#### DATASET RECORDS
//! Deterministic world generation.
//!
//! Terrain is produced from seeded value noise so that the same
//! [`TerrainConfig`] always yields the same [`SpatialGrid`]:
//!
//! 1. A coarse lattice of pseudo-random heights is sampled from
//!    `(seed, lattice index)` with `xorshift64`. The lattice wraps
//!    horizontally so the cylinder has no seam.
//! 2. Each tile's height is the bilinear interpolation of its four lattice
//!    corners, in integer arithmetic.
//! 3. The height threshold is the `(100 - land_percent)` percentile: tiles
//!    at or above it become land, with magnitude equal to their scaled
//!    elevation above the threshold.
//! 4. Water magnitude is the distance to the nearest shore, found by a
//!    multi-source breadth-first search over wrapped adjacency and capped at
//!    `max_depth`. Deep water is therefore cheaper to cross than coastline.

use std::collections::VecDeque;

use frontier_types::TileInfo;
use serde::{Deserialize, Serialize};

use crate::error::WorldError;
use crate::grid::{self, SpatialGrid};

/// Parameters for [`generate`].
#[derive(Debug, Clone, PartialEq, Eq, Serialize, Deserialize)]
pub struct TerrainConfig {
    /// Grid width in tiles.
    pub width: u32,
    /// Grid height in tiles.
    pub height: u32,
    /// World seed.
    pub seed: u64,
    /// Share of tiles that become land, in percent (0-100).
    pub land_percent: u8,
    /// Cap on water depth (distance to shore).
    pub max_depth: u8,
    /// Lattice spacing in tiles; larger values give larger continents.
    pub feature_size: u32,
}

impl Default for TerrainConfig {
    fn default() -> Self {
        Self {
            width: 200,
            height: 100,
            seed: 42,
            land_percent: 40,
            max_depth: 30,
            feature_size: 16,
        }
    }
}

/// Generate a grid from `config`.
///
/// # Errors
///
/// Returns [`WorldError::InvalidTerrainConfig`] if `land_percent > 100` or
/// `feature_size == 0`, and the grid's dimension errors for zero sizes.
pub fn generate(config: &TerrainConfig) -> Result<SpatialGrid, WorldError> {
    if config.land_percent > 100 {
        return Err(WorldError::InvalidTerrainConfig(format!(
            "land_percent must be at most 100, got {}",
            config.land_percent
        )));
    }
    if config.feature_size == 0 {
        return Err(WorldError::InvalidTerrainConfig(
            "feature_size must be at least 1".to_owned(),
        ));
    }

    // Validates dimensions before any allocation proportional to them.
    let provisional = SpatialGrid::filled(config.width, config.height, TileInfo::water(0))?;

    let lattice = Lattice::new(config);
    let heights: Vec<u64> = provisional
        .cells()
        .map(|cell| lattice.sample(cell.x, cell.y))
        .collect();

    let threshold = land_threshold(&heights, config.land_percent);
    let peak = heights.iter().copied().max().unwrap_or(0);

    let classified: Vec<TileInfo> = heights
        .iter()
        .map(|&h| match threshold {
            Some(t) if h >= t => TileInfo::land(scale_elevation(h, t, peak)),
            _ => TileInfo::water(0),
        })
        .collect();
    let shaped = SpatialGrid::new(config.width, config.height, classified)?;

    let depths = shore_distances(&shaped, config.max_depth);
    let tiles = shaped
        .tiles()
        .zip(depths)
        .map(|(tile, depth)| {
            if tile.is_land() {
                tile.info()
            } else {
                TileInfo::water(depth)
            }
        })
        .collect();

    let grid = SpatialGrid::new(config.width, config.height, tiles)?;
    tracing::debug!(
        width = config.width,
        height = config.height,
        seed = config.seed,
        land = grid.land_count(),
        "Terrain generated"
    );
    Ok(grid)
}

// ---------------------------------------------------------------------------
// Noise lattice
// ---------------------------------------------------------------------------

/// Coarse grid of random heights, wrapping horizontally.
struct Lattice {
    seed: u64,
    columns: u32,
    spacing: u32,
}

impl Lattice {
    const fn new(config: &TerrainConfig) -> Self {
        Self {
            seed: config.seed,
            columns: config.width.div_ceil(config.feature_size),
            spacing: config.feature_size,
        }
    }

    /// Random height at lattice point `(gx, gy)`, in `[0, 65535]`.
    fn corner(&self, gx: u32, gy: u32) -> u64 {
        let gx = gx.checked_rem(self.columns).unwrap_or(0);
        let key = u64::from(gy)
            .saturating_mul(u64::from(self.columns))
            .saturating_add(u64::from(gx));
        deterministic_random(self.seed, key) & 0xFFFF
    }

    /// Bilinear interpolation of the four corners around tile `(x, y)`.
    fn sample(&self, x: u32, y: u32) -> u64 {
        let s = self.spacing;
        let gx = x.checked_div(s).unwrap_or(0);
        let gy = y.checked_div(s).unwrap_or(0);
        let fx = u64::from(x.checked_rem(s).unwrap_or(0));
        let fy = u64::from(y.checked_rem(s).unwrap_or(0));
        let span = u64::from(s);

        let v00 = self.corner(gx, gy);
        let v10 = self.corner(gx.saturating_add(1), gy);
        let v01 = self.corner(gx, gy.saturating_add(1));
        let v11 = self.corner(gx.saturating_add(1), gy.saturating_add(1));

        let inv_fx = span.saturating_sub(fx);
        let inv_fy = span.saturating_sub(fy);
        let top = v00.saturating_mul(inv_fx).saturating_add(v10.saturating_mul(fx));
        let bottom = v01.saturating_mul(inv_fx).saturating_add(v11.saturating_mul(fx));
        let blended = top.saturating_mul(inv_fy).saturating_add(bottom.saturating_mul(fy));
        blended
            .checked_div(span.saturating_mul(span))
            .unwrap_or(0)
    }
}

/// Height at or above which a tile is land, or `None` for an all-water map.
fn land_threshold(heights: &[u64], land_percent: u8) -> Option<u64> {
    if land_percent == 0 {
        return None;
    }
    let mut sorted = heights.to_vec();
    sorted.sort_unstable();
    let water_share = usize::from(100_u8.saturating_sub(land_percent));
    let water_count = sorted
        .len()
        .saturating_mul(water_share)
        .checked_div(100)
        .unwrap_or(0);
    sorted.get(water_count).copied()
}

/// Map a land height onto `[0, 255]` relative to the threshold and peak.
fn scale_elevation(height: u64, threshold: u64, peak: u64) -> u8 {
    let above = height.saturating_sub(threshold);
    let range = peak.saturating_sub(threshold).saturating_add(1);
    let scaled = above.saturating_mul(255).checked_div(range).unwrap_or(0);
    u8::try_from(scaled).unwrap_or(u8::MAX)
}

/// Distance from every tile to the nearest land tile, capped at `cap`.
///
/// Land tiles get 0. If there is no land at all every tile gets `cap`.
fn shore_distances(grid: &SpatialGrid, cap: u8) -> Vec<u8> {
    let mut distances = vec![cap; grid.len()];
    let mut queue = VecDeque::new();

    for (index, tile) in grid.tiles().enumerate() {
        if tile.is_land()
            && let Some(slot) = distances.get_mut(index)
        {
            *slot = 0;
            queue.push_back(tile.cell());
        }
    }

    while let Some(cell) = queue.pop_front() {
        let Some(current) = grid::dense_index(grid.width(), cell)
            .and_then(|index| distances.get(index).copied())
        else {
            continue;
        };
        if current >= cap {
            continue;
        }
        let next = current.saturating_add(1);

        for neighbor in grid.neighbors(cell).unwrap_or_default() {
            let Some(slot) = grid::dense_index(grid.width(), neighbor)
                .and_then(|index| distances.get_mut(index))
            else {
                continue;
            };
            if *slot <= next {
                continue;
            }
            *slot = next;
            queue.push_back(neighbor);
        }
    }

    distances
}

/// Deterministic pseudo-random number generator using `xorshift64`.
///
/// The same `(seed, key)` pair always produces the same output.
const fn deterministic_random(seed: u64, key: u64) -> u64 {
    // 0x517cc1b727220a95 is a well-known mixing constant.
    let mut state = seed.wrapping_add(key.wrapping_mul(0x517c_c1b7_2722_0a95));

    // xorshift requires a non-zero state.
    if state == 0 {
        state = 0xdead_beef_cafe_babe;
    }

    state ^= state << 13;
    state ^= state >> 7;
    state ^= state << 17;

    state
}
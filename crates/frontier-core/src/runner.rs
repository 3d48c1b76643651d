//! Simulation loop runner.
//!
//! [`run_simulation`] drives [`run_tick`] in a loop and stops when one of
//! these holds:
//!
//! - **Tick limit**: `max_ticks` ticks have run (0 = unlimited).
//! - **Idle**: `stop_when_idle` is set and no search or transfer is
//!   outstanding.
//! - **Stop request**: [`RunControl::request_stop`] was called, e.g. from a
//!   Ctrl-C handler on another task.
//!
//! Between ticks the loop sleeps for the current tick interval, which can
//! be changed while the simulation runs. The state is never moved to
//! another task.
//!
//! [`run_tick`]: crate::tick::run_tick

use std::sync::Arc;
use std::sync::atomic::{AtomicBool, AtomicU64, Ordering};

use tracing::{info, warn};

use crate::config::SimulationBoundsConfig;
use crate::tick::{self, SimulationState, TickError, TickSummary};

/// Errors that can occur during the simulation run.
#[derive(Debug, thiserror::Error)]
pub enum RunnerError {
    /// A tick execution failed.
    #[error("tick error: {source}")]
    Tick {
        /// The underlying tick error.
        #[from]
        source: TickError,
    },
}

/// Why the simulation ended.
#[derive(Debug, Clone, Copy, PartialEq, Eq)]
pub enum SimulationEndReason {
    /// Reached the configured `max_ticks` limit.
    MaxTicksReached,
    /// No work was left and `stop_when_idle` was set.
    Idle,
    /// [`RunControl::request_stop`] was called.
    StopRequested,
}

/// Shared run controls: limits plus a stop flag and pacing that may be
/// changed from other tasks.
#[derive(Debug)]
pub struct RunControl {
    stop_requested: AtomicBool,
    tick_interval_ms: AtomicU64,
    max_ticks: u64,
    stop_when_idle: bool,
}

impl RunControl {
    /// Create controls from the configured bounds.
    pub const fn new(tick_interval_ms: u64, bounds: &SimulationBoundsConfig) -> Self {
        Self {
            stop_requested: AtomicBool::new(false),
            tick_interval_ms: AtomicU64::new(tick_interval_ms),
            max_ticks: bounds.max_ticks,
            stop_when_idle: bounds.stop_when_idle,
        }
    }

    /// Request a clean stop before the next tick.
    pub fn request_stop(&self) {
        self.stop_requested.store(true, Ordering::Release);
    }

    /// Whether a stop has been requested.
    pub fn is_stop_requested(&self) -> bool {
        self.stop_requested.load(Ordering::Acquire)
    }

    /// Current real-time milliseconds between ticks.
    pub fn tick_interval_ms(&self) -> u64 {
        self.tick_interval_ms.load(Ordering::Acquire)
    }

    /// Change the pacing. Returns the previous interval.
    pub fn set_tick_interval_ms(&self, interval_ms: u64) -> u64 {
        self.tick_interval_ms.swap(interval_ms, Ordering::AcqRel)
    }

    /// Configured tick limit (0 = unlimited).
    pub const fn max_ticks(&self) -> u64 {
        self.max_ticks
    }

    /// Whether `ticks_run` ticks exhaust the limit.
    pub const fn tick_limit_reached(&self, ticks_run: u64) -> bool {
        self.max_ticks > 0 && ticks_run >= self.max_ticks
    }

    /// Whether the run ends once nothing is outstanding.
    pub const fn stop_when_idle(&self) -> bool {
        self.stop_when_idle
    }
}

/// Result of the simulation run.
#[derive(Debug)]
pub struct SimulationResult {
    /// The reason the simulation ended.
    pub end_reason: SimulationEndReason,
    /// The last tick summary, if any tick completed.
    pub final_summary: Option<TickSummary>,
    /// Total number of ticks executed.
    pub total_ticks: u64,
}

/// Callback invoked after each tick completes.
pub trait TickCallback: Send {
    /// Called after a tick completes successfully.
    fn on_tick(&mut self, summary: &TickSummary, state: &SimulationState);
}

/// A no-op tick callback.
pub struct NoOpCallback;

impl TickCallback for NoOpCallback {
    fn on_tick(&mut self, _summary: &TickSummary, _state: &SimulationState) {}
}

/// Run the simulation loop until a termination condition is met.
///
/// # Errors
///
/// Returns [`RunnerError`] if a tick execution fails unrecoverably.
pub async fn run_simulation(
    state: &mut SimulationState,
    control: &Arc<RunControl>,
    callback: &mut dyn TickCallback,
) -> Result<SimulationResult, RunnerError> {
    let mut last_summary: Option<TickSummary> = None;
    let mut total_ticks: u64 = 0;

    info!(
        max_ticks = control.max_ticks(),
        stop_when_idle = control.stop_when_idle(),
        tick_interval_ms = control.tick_interval_ms(),
        "Simulation starting"
    );

    loop {
        // --- Check stop request (before tick) ---
        if control.is_stop_requested() {
            info!("Stop requested");
            return Ok(SimulationResult {
                end_reason: SimulationEndReason::StopRequested,
                final_summary: last_summary,
                total_ticks,
            });
        }

        // --- Execute tick ---
        let summary = tick::run_tick(state)?;
        total_ticks = total_ticks.saturating_add(1);

        // --- Notify callback ---
        callback.on_tick(&summary, state);

        // --- Check tick limit (after tick) ---
        if control.tick_limit_reached(total_ticks) {
            info!(
                tick = summary.tick,
                max_ticks = control.max_ticks(),
                "Tick limit reached"
            );
            return Ok(SimulationResult {
                end_reason: SimulationEndReason::MaxTicksReached,
                final_summary: Some(summary),
                total_ticks,
            });
        }

        // --- Check idle (after tick) ---
        if control.stop_when_idle() && state.is_idle() {
            info!(tick = summary.tick, "No outstanding work");
            return Ok(SimulationResult {
                end_reason: SimulationEndReason::Idle,
                final_summary: Some(summary),
                total_ticks,
            });
        }

        last_summary = Some(summary);

        // --- Sleep for tick interval ---
        let interval_ms = control.tick_interval_ms();
        if interval_ms > 0 {
            tokio::time::sleep(tokio::time::Duration::from_millis(interval_ms)).await;
        }
    }
}

/// Log the simulation end sequence.
pub fn log_simulation_end(result: &SimulationResult) {
    info!(
        reason = ?result.end_reason,
        total_ticks = result.total_ticks,
        final_tick = result.final_summary.as_ref().map(|s| s.tick),
        "Simulation ended"
    );

    if let Some(ref summary) = result.final_summary {
        info!(
            tick = summary.tick,
            live_requests = summary.live_requests,
            completed = summary.completions.len(),
            "Final tick summary"
        );
    } else {
        warn!("Simulation ended with no ticks executed");
    }
}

#### WHAT THE TASK ASKS
Could you report every line of the material that contains the string "iter"?

#### FINISHED TASK
    let peak = heights.iter().copied().max().unwrap_or(0);
        .iter()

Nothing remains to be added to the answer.